Entiendo perfectamente su cansancio. Ha sido el servicio más exigente en el momento del confinamiento y la pandemia. Si a ello le sumamos cuatro -sí, he dicho cuatro- tocapelotas que llevan dando la brasa en las redes sociales, de malos modos y en su horario laboral (no hay nada como ser muy vaguete para tener tiempo de ciertas cosas), desprestigiaban todo el trabajo que se estaba haciendo en ese servicio dirigido por él por un odio enfermizo hacia su persona. Y, de paso, desprestigiando a todos los que trabajamos para él. Que, a la postre, trabajamos para toda la comunidad educativa porque, para bien o para mal, las decisiones que se toman donde estoy (¡no las tomo yo, ni ganas de asumir esa responsabilidad!) tienen mucha influencia en lo que sucede en las aulas. Es muy duro trabajar en un sitio al que has accedido por méritos profesionales, que implica un desgaste personal importante, por unos pocos euros más en la nómina que no compensan, y encontrarte a personas que, por cuestionarles el chiringuito, lo único que hacen es intentar hacer daño. La verdad es que es de personas muy tristes lo anterior. Bueno, tristes y malas. Algunos, por cierto, a la cara incapaces de cuestionar nada. Siempre mucho mejor volcar su bilis en las redes sociales. Cobardes de manual. Pero me estoy yendo del leitmotiv del post y no es plan.
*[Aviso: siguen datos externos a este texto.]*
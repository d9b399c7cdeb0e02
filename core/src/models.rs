//! Records, nutrient values and the edit types applied to them.

use anyhow::{Result, bail};
use chrono::{DateTime, NaiveDate, Utc};
use serde::{Deserialize, Serialize};

/// Energy density of protein and carbohydrate, kcal per gram.
pub const KCAL_PER_G_PROTEIN: f64 = 4.0;
pub const KCAL_PER_G_CARB: f64 = 4.0;
/// Energy density of fat, kcal per gram.
pub const KCAL_PER_G_FAT: f64 = 9.0;

#[derive(Debug, Clone, PartialEq, Serialize, Deserialize)]
pub struct Product {
    pub id: i64,
    pub name: String,
    pub kcal_per_100: f64,
    pub protein_per_100: f64,
    pub fat_per_100: f64,
    pub carb_per_100: f64,
    pub created_at: DateTime<Utc>,
}

#[derive(Debug, Clone)]
pub struct NewProduct {
    pub name: String,
    pub kcal_per_100: f64,
    pub protein_per_100: f64,
    pub fat_per_100: f64,
    pub carb_per_100: f64,
}

impl NewProduct {
    /// Builds a product, deriving kcal from the macros when `kcal_per_100` is absent.
    #[must_use]
    pub fn with_macros(
        name: &str,
        kcal_per_100: Option<f64>,
        protein_per_100: f64,
        fat_per_100: f64,
        carb_per_100: f64,
    ) -> Self {
        let protein_per_100 = non_negative(protein_per_100);
        let fat_per_100 = non_negative(fat_per_100);
        let carb_per_100 = non_negative(carb_per_100);
        let kcal_per_100 = kcal_per_100.map_or_else(
            || kcal_from_macros(protein_per_100, fat_per_100, carb_per_100),
            non_negative,
        );
        Self {
            name: name.trim().to_string(),
            kcal_per_100,
            protein_per_100,
            fat_per_100,
            carb_per_100,
        }
    }
}

/// Changes to a library product.
///
/// `None` keeps the current value. An unset `kcal_per_100` keeps the stored
/// energy too, unless a macro changes; then it is recomputed from the macros.
#[derive(Debug, Clone, Default)]
pub struct ProductEdit {
    pub name: Option<String>,
    pub kcal_per_100: Option<f64>,
    pub protein_per_100: Option<f64>,
    pub fat_per_100: Option<f64>,
    pub carb_per_100: Option<f64>,
}

impl ProductEdit {
    pub fn apply(&self, product: &Product) -> Result<Product> {
        let name = self.name.as_deref().unwrap_or(&product.name);
        validate_name(name)?;
        let macros_changed = self.protein_per_100.is_some()
            || self.fat_per_100.is_some()
            || self.carb_per_100.is_some();
        let kcal_per_100 = match self.kcal_per_100 {
            Some(kcal) => Some(kcal),
            None if macros_changed => None,
            None => Some(product.kcal_per_100),
        };
        let fields = NewProduct::with_macros(
            name,
            kcal_per_100,
            self.protein_per_100.unwrap_or(product.protein_per_100),
            self.fat_per_100.unwrap_or(product.fat_per_100),
            self.carb_per_100.unwrap_or(product.carb_per_100),
        );
        Ok(Product {
            id: product.id,
            name: fields.name,
            kcal_per_100: fields.kcal_per_100,
            protein_per_100: fields.protein_per_100,
            fat_per_100: fields.fat_per_100,
            carb_per_100: fields.carb_per_100,
            created_at: product.created_at,
        })
    }
}

#[derive(Debug, Clone, PartialEq, Serialize, Deserialize)]
pub struct Entry {
    pub id: i64,
    pub name: String,
    pub weight: f64,
    pub kcal: f64,
    pub protein: f64,
    pub fat: f64,
    pub carb: f64,
    pub timestamp: DateTime<Utc>,
}

impl Entry {
    /// Per-100 g values recovered from the stored totals, rounded the way the
    /// edit form prefills them (kcal to an integer, macros to one decimal).
    #[must_use]
    pub fn per_100(&self) -> Per100 {
        let factor = if self.weight > 0.0 {
            100.0 / self.weight
        } else {
            0.0
        };
        Per100 {
            kcal: (self.kcal * factor).round(),
            protein: round1(self.protein * factor),
            fat: round1(self.fat * factor),
            carb: round1(self.carb * factor),
        }
    }
}

#[derive(Debug, Clone)]
pub struct NewEntry {
    pub name: String,
    pub weight: f64,
    pub kcal: f64,
    pub protein: f64,
    pub fat: f64,
    pub carb: f64,
    pub timestamp: DateTime<Utc>,
}

#[derive(Debug, Clone, Copy, PartialEq, Default, Serialize, Deserialize)]
pub struct Per100 {
    pub kcal: f64,
    pub protein: f64,
    pub fat: f64,
    pub carb: f64,
}

impl Per100 {
    fn clamped(self) -> Self {
        Self {
            kcal: non_negative(self.kcal),
            protein: non_negative(self.protein),
            fat: non_negative(self.fat),
            carb: non_negative(self.carb),
        }
    }

    /// Absolute totals for `weight` grams.
    #[must_use]
    pub fn scaled(self, weight: f64) -> Nutrients {
        let factor = weight / 100.0;
        Nutrients {
            kcal: self.kcal * factor,
            protein: self.protein * factor,
            fat: self.fat * factor,
            carb: self.carb * factor,
        }
    }
}

impl From<&Product> for Per100 {
    fn from(product: &Product) -> Self {
        Self {
            kcal: product.kcal_per_100,
            protein: product.protein_per_100,
            fat: product.fat_per_100,
            carb: product.carb_per_100,
        }
    }
}

#[derive(Debug, Clone, Copy, PartialEq, Default, Serialize, Deserialize)]
pub struct Nutrients {
    pub kcal: f64,
    pub protein: f64,
    pub fat: f64,
    pub carb: f64,
}

impl Nutrients {
    pub fn add(&mut self, other: &Nutrients) {
        self.kcal += other.kcal;
        self.protein += other.protein;
        self.fat += other.fat;
        self.carb += other.carb;
    }
}

impl From<&Entry> for Nutrients {
    fn from(entry: &Entry) -> Self {
        Self {
            kcal: entry.kcal,
            protein: entry.protein,
            fat: entry.fat,
            carb: entry.carb,
        }
    }
}

/// A manually typed entry: name, portion weight and per-100 g values.
#[derive(Debug, Clone)]
pub struct ManualEntry {
    pub name: String,
    pub weight: f64,
    pub per_100: Per100,
}

impl ManualEntry {
    pub fn into_new_entry(self, timestamp: DateTime<Utc>) -> Result<NewEntry> {
        validate_name(&self.name)?;
        validate_weight(self.weight)?;
        let totals = self.per_100.clamped().scaled(self.weight);
        Ok(NewEntry {
            name: self.name.trim().to_string(),
            weight: self.weight,
            kcal: totals.kcal,
            protein: totals.protein,
            fat: totals.fat,
            carb: totals.carb,
            timestamp,
        })
    }
}

/// Edit request for a logged entry. Unset fields fall back to the values the
/// edit form would have been prefilled with (see [`Entry::per_100`]).
#[derive(Debug, Clone, Default)]
pub struct EntryEdit {
    pub name: Option<String>,
    pub weight: Option<f64>,
    pub kcal_per_100: Option<f64>,
    pub protein_per_100: Option<f64>,
    pub fat_per_100: Option<f64>,
    pub carb_per_100: Option<f64>,
}

impl EntryEdit {
    /// Produces the replacement record; the original timestamp and id are kept.
    pub fn apply(&self, entry: &Entry) -> Result<Entry> {
        let prefill = entry.per_100();
        let manual = ManualEntry {
            name: self.name.clone().unwrap_or_else(|| entry.name.clone()),
            weight: self.weight.unwrap_or(entry.weight),
            per_100: Per100 {
                kcal: self.kcal_per_100.unwrap_or(prefill.kcal),
                protein: self.protein_per_100.unwrap_or(prefill.protein),
                fat: self.fat_per_100.unwrap_or(prefill.fat),
                carb: self.carb_per_100.unwrap_or(prefill.carb),
            },
        };
        let updated = manual.into_new_entry(entry.timestamp)?;
        Ok(Entry {
            id: entry.id,
            name: updated.name,
            weight: updated.weight,
            kcal: updated.kcal,
            protein: updated.protein,
            fat: updated.fat,
            carb: updated.carb,
            timestamp: entry.timestamp,
        })
    }
}

/// Per-date totals over all entries whose logical day is `date`.
#[derive(Debug, Clone, PartialEq, Serialize)]
pub struct AggregatedDay {
    pub date: String,
    pub kcal: f64,
    pub prot: f64,
    pub fat: f64,
    pub carb: f64,
}

#[derive(Debug, Clone, Copy, PartialEq, Eq, Serialize)]
#[serde(rename_all = "snake_case")]
pub enum GoalStatus {
    Under,
    OnTarget,
    Over,
}

impl GoalStatus {
    /// Below the goal is `Under`; up to 10% above it still counts as on target.
    #[must_use]
    #[allow(clippy::cast_precision_loss)]
    pub fn classify(value: f64, goal: i64) -> Self {
        let goal = goal as f64;
        if value < goal {
            Self::Under
        } else if value <= goal * 1.10 {
            Self::OnTarget
        } else {
            Self::Over
        }
    }
}

#[derive(Debug, Clone, Serialize)]
pub struct GoalProgress {
    pub kcal: GoalStatus,
    pub protein: GoalStatus,
    pub fat: GoalStatus,
    pub carb: GoalStatus,
}

#[derive(Debug, Clone, Serialize)]
pub struct DaySummary {
    pub date: NaiveDate,
    pub entries: Vec<Entry>,
    pub totals: Nutrients,
    pub goals: Goals,
    pub progress: GoalProgress,
}

#[derive(Debug, Clone, Copy, PartialEq, Eq, Serialize, Deserialize)]
pub struct Goals {
    pub kcal: i64,
    pub protein: i64,
    pub fat: i64,
    pub carb: i64,
}

impl Goals {
    /// Calories implied by the macro goals, used when no kcal goal is given.
    #[must_use]
    #[allow(clippy::cast_precision_loss)]
    pub fn kcal_from_macros(protein: i64, fat: i64, carb: i64) -> i64 {
        kcal_from_macros(protein as f64, fat as f64, carb as f64).round() as i64
    }
}

#[must_use]
pub fn kcal_from_macros(protein: f64, fat: f64, carb: f64) -> f64 {
    protein * KCAL_PER_G_PROTEIN + fat * KCAL_PER_G_FAT + carb * KCAL_PER_G_CARB
}

pub fn validate_name(name: &str) -> Result<()> {
    if name.trim().is_empty() {
        bail!("Name cannot be empty");
    }
    Ok(())
}

pub fn validate_weight(weight: f64) -> Result<()> {
    if !weight.is_finite() || weight < 0.0 {
        bail!("Weight must be a non-negative number (got {weight})");
    }
    Ok(())
}

fn non_negative(v: f64) -> f64 {
    if v.is_finite() { v.max(0.0) } else { 0.0 }
}

#[must_use]
pub fn round1(v: f64) -> f64 {
    (v * 10.0).round() / 10.0
}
Es muy complicado en cualquier profesión encontrar gente que tenga siempre la puerta abierta, que te dé su teléfono para que puedas llamarle a todas horas, que te ayude o te eche una mano cuando lo necesitas,… más aún que esa persona esté por encima de ti en el escalafón laboral. Claro que hay exigencia, pero alguien que es capaz de ganarse mi cariño y respeto, para mí siempre va a ser alguien con el que voy a recordar el placer de haber trabajado por él. Éste es mi tercer curso fuera del aula. Me fui de ella por una directora tocapelotas, a la que se sumaron un par de personas en mi Departamento que ni hacían ni dejaban hacer. Bueno, y por un café que fui a tomarme a la Conselleria que acabó con una propuesta para quedarme por un año en comisión de servicios después de una entrevista que, cada vez que me acuerdo de ella, me parece más surrealista. Por cierto, en la misma estaba el jefe que ahora se va y otro que, por cierto, también ha sido parte de los motivos para que siga quedándome en la administración más gris. Ya es el segundo jefe que se me marcha. El primero se fue y yo me fui de ese servicio, dejando grandísimos compañeros ahí. Ahora éste se va y no sé qué futuro me espera en la Conselleria. La verdad es que me conformo con disfrutar con mi trabajo. Ahora estoy disfrutando con el proyecto en el que estoy metido. Quizás mañana ya no disfrute o la persona que venga no quiera contar conmigo porque cree que no hago las cosas como tocaría. Nunca he tenido problemas en continuar o no fuera del aula. Hay algunos a los que les costaría volver. A mí, sinceramente, el día que se me acaben las ganas, la situación personal cambie o, simplemente decidan que no tengo cabida en determinados lugares, haré la mochila y volveré al centro que, en concurso de traslados me dieron el año pasado. Un centro educativo que solo tiene un defecto… que está ahí trabajando mi mujer. Eso sí, tocaría superarlo.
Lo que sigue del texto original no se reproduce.